| Problem statement |
Scan the material below and copy every line holding the word "impl".

| The records |
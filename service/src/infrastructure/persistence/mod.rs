pub mod account_repository;
pub mod models;
pub mod transaction_repository;
pub mod user_repository;
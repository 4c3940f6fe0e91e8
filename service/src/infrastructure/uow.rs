use async_trait::async_trait;
use futures::future::BoxFuture;
use sqlx::{PgPool, Postgres, Transaction as SqlxTransaction};
use std::sync::Arc;
use tokio::sync::Mutex;
use txn_core::contracts::repository::{AccountRepository, TransactionRepository, UserRepository};
use txn_core::error::CoreError;
use txn_core::uow::{Scope, UnitOfWork};

use super::persistence::account_repository::PostgresAccountRepository;
use super::persistence::transaction_repository::PostgresTransactionRepository;
use super::persistence::user_repository::PostgresUserRepository;

/// `UnitOfWork` backed by a single `sqlx::Postgres` transaction per
/// `do_in_scope` call. The transaction is owned by the scope (not
/// borrowed from the pool), so it can cross the `'static` closure
/// boundary `do_in_scope` requires; it commits on `Ok`, rolls back on
/// `Err` (sqlx's default `Drop` behavior if we don't commit).
pub struct SqlxUnitOfWork {
    pool: PgPool,
}

impl SqlxUnitOfWork {
    pub fn new(pool: PgPool) -> Self {
        Self { pool }
    }
}

#[async_trait]
impl UnitOfWork for SqlxUnitOfWork {
    async fn do_in_scope(
        &self,
        f: Box<dyn FnOnce(Arc<dyn Scope>) -> BoxFuture<'static, Result<(), CoreError>> + Send>,
    ) -> Result<(), CoreError> {
        let tx = self
            .pool
            .begin()
            .await
            .map_err(|e| CoreError::Transient(e.to_string()))?;
        let tx = Arc::new(Mutex::new(tx));

        let scope: Arc<dyn Scope> = Arc::new(SqlxScope { tx: tx.clone() });
        let result = f(scope).await;

        let tx = Arc::try_unwrap(tx)
            .unwrap_or_else(|_| panic!("UoW scope outlived do_in_scope"))
            .into_inner();

        match result {
            Ok(()) => {
                tx.commit()
                    .await
                    .map_err(|e| CoreError::Transient(e.to_string()))?;
                Ok(())
            }
            Err(err) => {
                let _ = tx.rollback().await;
                Err(err)
            }
        }
    }
}

pub(crate) type SharedTx = Arc<Mutex<SqlxTransaction<'static, Postgres>>>;

struct SqlxScope {
    tx: SharedTx,
}

impl Scope for SqlxScope {
    fn accounts(&self) -> Arc<dyn AccountRepository> {
        Arc::new(PostgresAccountRepository::new(self.tx.clone()))
    }

    fn transactions(&self) -> Arc<dyn TransactionRepository> {
        Arc::new(PostgresTransactionRepository::new(self.tx.clone()))
    }

    fn users(&self) -> Arc<dyn UserRepository> {
        Arc::new(PostgresUserRepository::new(self.tx.clone()))
    }
}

| Solution to this task |
impl SqlxUnitOfWork {
impl UnitOfWork for SqlxUnitOfWork {
impl Scope for SqlxScope {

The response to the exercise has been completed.